Problem details
Line by line, copy out the data below exactly.

Material to process
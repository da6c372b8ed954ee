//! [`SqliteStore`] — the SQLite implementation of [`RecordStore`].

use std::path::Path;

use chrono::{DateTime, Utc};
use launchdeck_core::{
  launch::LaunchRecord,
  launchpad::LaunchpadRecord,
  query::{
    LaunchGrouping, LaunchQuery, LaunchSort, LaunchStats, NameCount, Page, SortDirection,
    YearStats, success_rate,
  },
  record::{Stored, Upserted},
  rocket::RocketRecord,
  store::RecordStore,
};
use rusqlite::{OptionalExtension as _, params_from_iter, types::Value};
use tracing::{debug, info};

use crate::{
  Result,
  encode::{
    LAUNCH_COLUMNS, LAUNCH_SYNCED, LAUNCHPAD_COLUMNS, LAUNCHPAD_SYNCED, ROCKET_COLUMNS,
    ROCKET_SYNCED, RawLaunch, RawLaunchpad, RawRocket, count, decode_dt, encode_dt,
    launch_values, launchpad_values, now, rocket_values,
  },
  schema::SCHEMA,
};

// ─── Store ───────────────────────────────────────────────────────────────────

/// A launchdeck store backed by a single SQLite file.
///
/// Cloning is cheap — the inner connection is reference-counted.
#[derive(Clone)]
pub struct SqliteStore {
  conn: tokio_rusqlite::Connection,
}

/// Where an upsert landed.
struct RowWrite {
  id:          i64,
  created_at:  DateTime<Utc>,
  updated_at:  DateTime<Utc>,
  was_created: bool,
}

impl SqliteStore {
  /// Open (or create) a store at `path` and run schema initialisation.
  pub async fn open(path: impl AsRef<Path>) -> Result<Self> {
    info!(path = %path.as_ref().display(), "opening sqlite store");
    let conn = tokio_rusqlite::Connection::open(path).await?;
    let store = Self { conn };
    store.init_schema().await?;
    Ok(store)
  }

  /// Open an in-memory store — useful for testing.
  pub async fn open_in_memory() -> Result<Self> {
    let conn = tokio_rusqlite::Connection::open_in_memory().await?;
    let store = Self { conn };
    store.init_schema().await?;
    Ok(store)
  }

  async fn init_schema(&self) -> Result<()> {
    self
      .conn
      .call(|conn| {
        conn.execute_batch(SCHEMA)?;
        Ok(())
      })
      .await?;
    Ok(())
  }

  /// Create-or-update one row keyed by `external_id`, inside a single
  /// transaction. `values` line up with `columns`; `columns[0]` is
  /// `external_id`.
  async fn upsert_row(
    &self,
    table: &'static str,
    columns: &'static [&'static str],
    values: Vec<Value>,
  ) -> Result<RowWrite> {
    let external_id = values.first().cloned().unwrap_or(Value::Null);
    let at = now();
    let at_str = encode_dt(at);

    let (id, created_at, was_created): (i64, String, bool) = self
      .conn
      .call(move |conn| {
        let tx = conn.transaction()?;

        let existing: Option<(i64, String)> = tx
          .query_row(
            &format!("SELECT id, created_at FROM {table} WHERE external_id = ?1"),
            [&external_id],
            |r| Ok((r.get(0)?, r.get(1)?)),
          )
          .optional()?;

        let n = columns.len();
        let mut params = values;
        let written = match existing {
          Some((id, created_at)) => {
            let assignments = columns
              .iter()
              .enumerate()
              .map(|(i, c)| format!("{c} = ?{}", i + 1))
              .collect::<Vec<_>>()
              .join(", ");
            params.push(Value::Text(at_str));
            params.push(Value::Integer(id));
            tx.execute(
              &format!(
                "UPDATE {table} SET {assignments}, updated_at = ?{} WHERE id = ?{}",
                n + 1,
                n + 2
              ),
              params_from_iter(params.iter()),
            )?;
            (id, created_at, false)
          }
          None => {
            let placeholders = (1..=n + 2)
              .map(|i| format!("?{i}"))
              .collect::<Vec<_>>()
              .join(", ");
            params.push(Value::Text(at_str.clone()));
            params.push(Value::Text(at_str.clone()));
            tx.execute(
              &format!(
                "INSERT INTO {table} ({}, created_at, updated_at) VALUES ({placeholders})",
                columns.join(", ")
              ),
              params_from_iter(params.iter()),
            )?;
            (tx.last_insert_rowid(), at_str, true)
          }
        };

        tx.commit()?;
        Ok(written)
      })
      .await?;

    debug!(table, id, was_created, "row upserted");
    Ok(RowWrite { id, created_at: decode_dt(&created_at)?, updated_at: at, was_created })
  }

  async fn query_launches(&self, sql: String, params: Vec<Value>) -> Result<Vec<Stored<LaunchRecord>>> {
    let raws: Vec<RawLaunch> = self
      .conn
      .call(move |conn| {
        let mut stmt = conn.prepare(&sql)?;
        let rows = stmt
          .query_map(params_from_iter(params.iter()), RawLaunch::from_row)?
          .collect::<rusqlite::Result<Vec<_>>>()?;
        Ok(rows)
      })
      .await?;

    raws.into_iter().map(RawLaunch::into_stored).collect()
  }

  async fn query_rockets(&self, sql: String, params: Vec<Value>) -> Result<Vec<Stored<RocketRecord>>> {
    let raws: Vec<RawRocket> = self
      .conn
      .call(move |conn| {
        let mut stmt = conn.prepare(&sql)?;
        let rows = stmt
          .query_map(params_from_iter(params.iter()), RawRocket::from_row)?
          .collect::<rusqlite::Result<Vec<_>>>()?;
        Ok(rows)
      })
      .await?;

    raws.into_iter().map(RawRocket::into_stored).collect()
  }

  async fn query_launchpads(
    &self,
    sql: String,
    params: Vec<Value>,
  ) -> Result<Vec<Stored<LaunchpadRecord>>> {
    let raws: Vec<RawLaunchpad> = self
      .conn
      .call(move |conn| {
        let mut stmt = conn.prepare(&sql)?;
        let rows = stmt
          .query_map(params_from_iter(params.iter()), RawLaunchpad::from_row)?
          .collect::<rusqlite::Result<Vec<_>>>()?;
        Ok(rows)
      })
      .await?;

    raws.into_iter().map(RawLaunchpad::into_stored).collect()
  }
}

Completed exercise
repository da6c372b8ed954ee
//! [`SqliteStore`] — the SQLite implementation of [`RecordStore`].

use std::path::Path;

use chrono::{DateTime, Utc};
use launchdeck_core::{
  launch::LaunchRecord,
  launchpad::LaunchpadRecord,
  query::{
    LaunchGrouping, LaunchQuery, LaunchSort, LaunchStats, NameCount, Page, SortDirection,
    YearStats, success_rate,
  },
  record::{Stored, Upserted},
  rocket::RocketRecord,
  store::RecordStore,
};
use rusqlite::{OptionalExtension as _, params_from_iter, types::Value};
use tracing::{debug, info};

use crate::{
  Result,
  encode::{
    LAUNCH_COLUMNS, LAUNCH_SYNCED, LAUNCHPAD_COLUMNS, LAUNCHPAD_SYNCED, ROCKET_COLUMNS,
    ROCKET_SYNCED, RawLaunch, RawLaunchpad, RawRocket, count, decode_dt, encode_dt,
    launch_values, launchpad_values, now, rocket_values,
  },
  schema::SCHEMA,
};

// ─── Store ───────────────────────────────────────────────────────────────────

/// A launchdeck store backed by a single SQLite file.
///
/// Cloning is cheap — the inner connection is reference-counted.
#[derive(Clone)]
pub struct SqliteStore {
  conn: tokio_rusqlite::Connection,
}

/// Where an upsert landed.
struct RowWrite {
  id:          i64,
  created_at:  DateTime<Utc>,
  updated_at:  DateTime<Utc>,
  was_created: bool,
}

impl SqliteStore {
  /// Open (or create) a store at `path` and run schema initialisation.
  pub async fn open(path: impl AsRef<Path>) -> Result<Self> {
    info!(path = %path.as_ref().display(), "opening sqlite store");
    let conn = tokio_rusqlite::Connection::open(path).await?;
    let store = Self { conn };
    store.init_schema().await?;
    Ok(store)
  }

  /// Open an in-memory store — useful for testing.
  pub async fn open_in_memory() -> Result<Self> {
    let conn = tokio_rusqlite::Connection::open_in_memory().await?;
    let store = Self { conn };
    store.init_schema().await?;
    Ok(store)
  }

  async fn init_schema(&self) -> Result<()> {
    self
      .conn
      .call(|conn| {
        conn.execute_batch(SCHEMA)?;
        Ok(())
      })
      .await?;
    Ok(())
  }

  /// Create-or-update one row keyed by `external_id`, inside a single
  /// transaction. `values` line up with `columns`; `columns[0]` is
  /// `external_id`.
  async fn upsert_row(
    &self,
    table: &'static str,
    columns: &'static [&'static str],
    values: Vec<Value>,
  ) -> Result<RowWrite> {
    let external_id = values.first().cloned().unwrap_or(Value::Null);
    let at = now();
    let at_str = encode_dt(at);

    let (id, created_at, was_created): (i64, String, bool) = self
      .conn
      .call(move |conn| {
        let tx = conn.transaction()?;

        let existing: Option<(i64, String)> = tx
          .query_row(
            &format!("SELECT id, created_at FROM {table} WHERE external_id = ?1"),
            [&external_id],
            |r| Ok((r.get(0)?, r.get(1)?)),
          )
          .optional()?;

        let n = columns.len();
        let mut params = values;
        let written = match existing {
          Some((id, created_at)) => {
            let assignments = columns
              .iter()
              .enumerate()
              .map(|(i, c)| format!("{c} = ?{}", i + 1))
              .collect::<Vec<_>>()
              .join(", ");
            params.push(Value::Text(at_str));
            params.push(Value::Integer(id));
            tx.execute(
              &format!(
                "UPDATE {table} SET {assignments}, updated_at = ?{} WHERE id = ?{}",
                n + 1,
                n + 2
              ),
              params_from_iter(params.iter()),
            )?;
            (id, created_at, false)
          }
          None => {
            let placeholders = (1..=n + 2)
              .map(|i| format!("?{i}"))
              .collect::<Vec<_>>()
              .join(", ");
            params.push(Value::Text(at_str.clone()));
            params.push(Value::Text(at_str.clone()));
            tx.execute(
              &format!(
                "INSERT INTO {table} ({}, created_at, updated_at) VALUES ({placeholders})",
                columns.join(", ")
              ),
              params_from_iter(params.iter()),
            )?;
            (tx.last_insert_rowid(), at_str, true)
          }
        };

        tx.commit()?;
        Ok(written)
      })
      .await?;

    debug!(table, id, was_created, "row upserted");
    Ok(RowWrite { id, created_at: decode_dt(&created_at)?, updated_at: at, was_created })
  }

  async fn query_launches(&self, sql: String, params: Vec<Value>) -> Result<Vec<Stored<LaunchRecord>>> {
    let raws: Vec<RawLaunch> = self
      .conn
      .call(move |conn| {
        let mut stmt = conn.prepare(&sql)?;
        let rows = stmt
          .query_map(params_from_iter(params.iter()), RawLaunch::from_row)?
          .collect::<rusqlite::Result<Vec<_>>>()?;
        Ok(rows)
      })
      .await?;

    raws.into_iter().map(RawLaunch::into_stored).collect()
  }

  async fn query_rockets(&self, sql: String, params: Vec<Value>) -> Result<Vec<Stored<RocketRecord>>> {
    let raws: Vec<RawRocket> = self
      .conn
      .call(move |conn| {
        let mut stmt = conn.prepare(&sql)?;
        let rows = stmt
          .query_map(params_from_iter(params.iter()), RawRocket::from_row)?
          .collect::<rusqlite::Result<Vec<_>>>()?;
        Ok(rows)
      })
      .await?;

    raws.into_iter().map(RawRocket::into_stored).collect()
  }

  async fn query_launchpads(
    &self,
    sql: String,
    params: Vec<Value>,
  ) -> Result<Vec<Stored<LaunchpadRecord>>> {
    let raws: Vec<RawLaunchpad> = self
      .conn
      .call(move |conn| {
        let mut stmt = conn.prepare(&sql)?;
        let rows = stmt
          .query_map(params_from_iter(params.iter()), RawLaunchpad::from_row)?
          .collect::<rusqlite::Result<Vec<_>>>()?;
        Ok(rows)
      })
      .await?;

    raws.into_iter().map(RawLaunchpad::into_stored).collect()
  }
}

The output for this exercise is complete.